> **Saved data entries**
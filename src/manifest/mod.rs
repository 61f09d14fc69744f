//! Packaging manifest loading.
//!
//! One TOML file describes a finalization run: product identity, the
//! packaging target, where the staged tree lives, and the per-platform
//! sections consumed by the bundler stages.
//!
//! ```toml
//! [package]
//! product_name = "Kodegen Viewer"
//! version = "7.1.2.500"
//!
//! [target]
//! platform = "darwin"
//! arch = "x86_64"
//!
//! [paths]
//! staged_root = "build/newview/Kodegen Viewer"
//! source_root = "indra/newview"
//! file_list = "build/staged_files.json"
//!
//! [macos]
//! signing_identity = ""
//! ```
//!
//! Relative paths are resolved against the manifest's directory.

use crate::bundler::{
    Arch, BundleSettings, PackageSettings, PackagingTarget, Platform, Settings, SettingsBuilder,
    StagedFileEntry, StagedTree,
};
use crate::error::{BundlerError, CliError, Result};
use path_absolutize::Absolutize;
use std::path::{Path, PathBuf};

/// `[target]` section.
#[derive(Debug, Clone, serde::Deserialize)]
pub struct TargetSection {
    /// Platform family.
    pub platform: Platform,
    /// Architecture of the staged binaries.
    pub arch: Arch,
}

/// `[paths]` section.
#[derive(Debug, Clone, serde::Deserialize)]
pub struct PathsSection {
    /// Root of the staged destination tree.
    pub staged_root: PathBuf,
    /// Root that source paths (templates, entitlements, scripts) are
    /// relative to.
    ///
    /// Default: the manifest directory
    #[serde(default)]
    pub source_root: Option<PathBuf>,
    /// Directory receiving the artifact.
    ///
    /// Default: parent of `staged_root`
    #[serde(default)]
    pub output_dir: Option<PathBuf>,
    /// JSON list of `[source, destination]` pairs written by staging.
    ///
    /// Default: None (every file under `staged_root` is an entry)
    #[serde(default)]
    pub file_list: Option<PathBuf>,
}

/// A parsed packaging manifest.
#[derive(Debug, Clone, serde::Deserialize)]
pub struct PackagingManifest {
    /// Product identity.
    pub package: PackageSettings,
    /// Selected packaging target.
    pub target: TargetSection,
    /// Tree locations.
    pub paths: PathsSection,
    /// Per-platform sections (`[macos]`, `[dmg]`, `[windows]`, `[linux]`).
    #[serde(flatten)]
    pub bundle: BundleSettings,

    /// Directory the manifest was read from.
    #[serde(skip)]
    base_dir: PathBuf,
}

/// Run-time overrides taken from the command line.
#[derive(Debug, Clone, Default)]
pub struct ManifestOverrides {
    /// Replaces `paths.output_dir`.
    pub output_dir: Option<PathBuf>,
    /// Replaces `paths.file_list`.
    pub file_list: Option<PathBuf>,
}

impl PackagingManifest {
    /// Reads and parses a manifest file.
    pub async fn load(path: &Path) -> Result<Self> {
        let content = tokio::fs::read_to_string(path).await.map_err(|e| {
            BundlerError::Cli(CliError::ExecutionFailed {
                command: "read_manifest".to_string(),
                reason: format!("Failed to read {}: {}", path.display(), e),
            })
        })?;

        let base_dir = path
            .parent()
            .map(Path::to_path_buf)
            .unwrap_or_else(|| PathBuf::from("."));
        Self::parse(&content, base_dir)
    }

    /// Parses manifest text whose relative paths resolve against `base_dir`.
    pub fn parse(content: &str, base_dir: impl Into<PathBuf>) -> Result<Self> {
        let mut manifest: PackagingManifest = toml::from_str(content)?;
        manifest.base_dir = base_dir.into();
        Ok(manifest)
    }

    /// Resolves a manifest-relative path to an absolute one without
    /// following symlinks.
    pub fn resolve(&self, path: &Path) -> Result<PathBuf> {
        let joined = if path.is_absolute() {
            path.to_path_buf()
        } else {
            self.base_dir.join(path)
        };
        Ok(joined.absolutize()?.into_owned())
    }

    /// The selected packaging target.
    pub fn packaging_target(&self) -> PackagingTarget {
        PackagingTarget::new(self.target.platform, self.target.arch)
    }

    /// Builds the immutable run settings.
    pub fn settings(&self, overrides: &ManifestOverrides) -> Result<Settings> {
        let mut builder = SettingsBuilder::new()
            .package_settings(self.package.clone())
            .bundle_settings(self.bundle.clone())
            .target(self.packaging_target())
            .staged_root(self.resolve(&self.paths.staged_root)?);

        let source_root = match &self.paths.source_root {
            Some(root) => self.resolve(root)?,
            None => self.resolve(Path::new("."))?,
        };
        builder = builder.source_root(source_root);

        if let Some(output_dir) = overrides.output_dir.as_ref().or(self.paths.output_dir.as_ref()) {
            builder = builder.project_out_directory(self.resolve(output_dir)?);
        }

        Ok(builder.build()?)
    }

    /// Loads the staged tree named by the file list, or enumerates the
    /// staged root when no list is given.
    pub async fn staged_tree(&self, overrides: &ManifestOverrides) -> Result<StagedTree> {
        let root = self.resolve(&self.paths.staged_root)?;
        if let Some(list) = overrides.file_list.as_ref().or(self.paths.file_list.as_ref()) {
            let list = self.resolve(list)?;
            return Ok(StagedTree::load(root, &list).await?);
        }

        if !root.is_dir() {
            return Err(BundlerError::Cli(CliError::InvalidArguments {
                reason: format!("staged root {} is not a directory", root.display()),
            }));
        }
        let files = crate::bundler::utils::fs::list_files(&root)?;
        log::debug!("Enumerated {} staged files under {}", files.len(), root.display());
        let entries = files
            .into_iter()
            .map(|path| StagedFileEntry::new(path.clone(), path))
            .collect();
        Ok(StagedTree::new(root, entries))
    }
}

#[cfg(test)]
mod tests {
    use super::*;

    const MANIFEST: &str = r#"
[package]
product_name = "Kodegen Viewer"
version = "7.1.2.500"

[target]
platform = "windows"
arch = "x64"

[paths]
staged_root = "staged"
output_dir = "out"

[windows]
final_exe = "KodegenViewer.exe"

[linux]
strip_dirs = ["bin"]
"#;

    #[test]
    fn sections_map_onto_settings() {
        let manifest = PackagingManifest::parse(MANIFEST, "/work").unwrap();
        assert_eq!(
            manifest.packaging_target(),
            PackagingTarget::Windows(Arch::X86_64)
        );

        let settings = manifest.settings(&ManifestOverrides::default()).unwrap();
        assert_eq!(settings.staged_root(), Path::new("/work/staged"));
        assert_eq!(settings.project_out_directory(), Path::new("/work/out"));
        assert_eq!(settings.source_root(), Path::new("/work"));
        assert_eq!(
            settings.bundle_settings().windows.final_exe.as_deref(),
            Some("KodegenViewer.exe")
        );
        assert_eq!(
            settings.bundle_settings().linux.strip_dirs,
            vec![PathBuf::from("bin")]
        );
    }

    #[test]
    fn command_line_output_dir_wins() {
        let manifest = PackagingManifest::parse(MANIFEST, "/work").unwrap();
        let overrides = ManifestOverrides {
            output_dir: Some(PathBuf::from("/artifacts")),
            file_list: None,
        };
        let settings = manifest.settings(&overrides).unwrap();
        assert_eq!(settings.project_out_directory(), Path::new("/artifacts"));
    }

    #[test]
    fn unknown_platform_is_rejected() {
        let text = MANIFEST.replace("platform = \"windows\"", "platform = \"beos\"");
        assert!(PackagingManifest::parse(&text, "/work").is_err());
    }

    #[tokio::test]
    async fn tree_is_enumerated_without_a_file_list() {
        let tmp = tempfile::tempdir().unwrap();
        let staged = tmp.path().join("staged");
        std::fs::create_dir_all(staged.join("bin")).unwrap();
        std::fs::write(staged.join("bin/viewer"), b"x").unwrap();

        let manifest = PackagingManifest::parse(MANIFEST, tmp.path()).unwrap();
        let tree = manifest.staged_tree(&ManifestOverrides::default()).await.unwrap();
        assert_eq!(tree.entries().len(), 1);
        assert_eq!(tree.entries()[0].destination, staged.join("bin/viewer"));
    }
}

> **What is required**
Only lines containing "text" belong in the answer; copy every such line from the records.

> **Problem solution**
    /// Parses manifest text whose relative paths resolve against `base_dir`.
        let text = MANIFEST.replace("platform = \"windows\"", "platform = \"beos\"");
        assert!(PackagingManifest::parse(&text, "/work").is_err());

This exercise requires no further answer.